◆ DIRECTIONS ◆
In the entries below, find each line with the word "bool" and return it.

Saved entries:
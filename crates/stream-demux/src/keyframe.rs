//! H.264 NAL unit inspection
//!
//! Payloads are Annex-B byte streams (`00 00 01` / `00 00 00 01` start
//! codes). A payload without any start code is treated as one bare NAL unit.

use bytes::{BufMut, Bytes, BytesMut};

/// Coded slice of an IDR picture
pub const NALU_TYPE_IDR: u8 = 5;
/// Sequence parameter set
pub const NALU_TYPE_SPS: u8 = 7;
/// Picture parameter set
pub const NALU_TYPE_PPS: u8 = 8;

const START_CODE: [u8; 4] = [0, 0, 0, 1];

/// Type of a NAL unit, from the low five bits of its header byte
pub fn nal_unit_type(nal: &[u8]) -> Option<u8> {
    nal.first().map(|header| header & 0x1F)
}

/// Iterator over the NAL units of an Annex-B payload
pub struct NalUnits<'a> {
    data: &'a [u8],
    pos: usize,
}

impl<'a> NalUnits<'a> {
    pub fn new(data: &'a [u8]) -> Self {
        let pos = match find_start_code(data, 0) {
            Some((_, after)) => after,
            // No start code at all: bare NAL unit
            None => 0,
        };
        Self { data, pos }
    }
}

impl<'a> Iterator for NalUnits<'a> {
    type Item = &'a [u8];

    fn next(&mut self) -> Option<&'a [u8]> {
        while self.pos < self.data.len() {
            let start = self.pos;
            let end = match find_start_code(self.data, start) {
                Some((code_at, after)) => {
                    self.pos = after;
                    code_at
                }
                None => {
                    self.pos = self.data.len();
                    self.data.len()
                }
            };

            let nal = trim_trailing_zeros(&self.data[start..end]);
            if !nal.is_empty() {
                return Some(nal);
            }
        }
        None
    }
}

/// Split a payload into NAL units
pub fn nal_units(payload: &[u8]) -> NalUnits<'_> {
    NalUnits::new(payload)
}

/// True if the access unit contains an IDR slice
pub fn is_keyframe(payload: &[u8]) -> bool {
    nal_units(payload).any(|nal| nal_unit_type(nal) == Some(NALU_TYPE_IDR))
}

/// True if the access unit contains any coded slice (types 1-5)
pub fn has_picture_data(payload: &[u8]) -> bool {
    nal_units(payload).any(|nal| matches!(nal_unit_type(nal), Some(1..=5)))
}

/// Collect in-band SPS and PPS units as an Annex-B config blob.
///
/// Returns `None` unless both parameter sets are present.
pub fn parameter_sets(payload: &[u8]) -> Option<Bytes> {
    let mut config = BytesMut::new();
    let mut has_sps = false;
    let mut has_pps = false;

    for nal in nal_units(payload) {
        match nal_unit_type(nal) {
            Some(NALU_TYPE_SPS) => has_sps = true,
            Some(NALU_TYPE_PPS) => has_pps = true,
            _ => continue,
        }
        config.put_slice(&START_CODE);
        config.put_slice(nal);
    }

    (has_sps && has_pps).then(|| config.freeze())
}

/// Find the next three-byte start code at or after `from`.
///
/// Returns (index of the code, index just past it).
fn find_start_code(data: &[u8], from: usize) -> Option<(usize, usize)> {
    if data.len() < 3 {
        return None;
    }
    (from..=data.len() - 3)
        .find(|&i| data[i] == 0 && data[i + 1] == 0 && data[i + 2] == 1)
        .map(|i| (i, i + 3))
}

fn trim_trailing_zeros(nal: &[u8]) -> &[u8] {
    let end = nal.iter().rposition(|&b| b != 0).map_or(0, |i| i + 1);
    &nal[..end]
}
//! Stream Demuxer - framing and routing of the mirrored media stream
//!
//! Turns the raw byte stream into typed packets and normalizes the legacy
//! and multiplexed tag schemes into one event shape:
//! - `PacketFramer`: byte stream -> `Packet`, pushed or via `FramedRead`
//! - `StreamRouter`: `Packet` -> `RoutedEvent`
//! - `keyframe`: H.264 NAL unit inspection

pub mod adts;
mod error;
mod framer;
pub mod keyframe;
mod router;
mod stats;

pub use error::*;
pub use framer::*;
pub use keyframe::is_keyframe;
pub use router::*;
pub use stats::*;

◆ ANSWER SPACE ◆
pub fn is_keyframe(payload: &[u8]) -> bool {
pub fn has_picture_data(payload: &[u8]) -> bool {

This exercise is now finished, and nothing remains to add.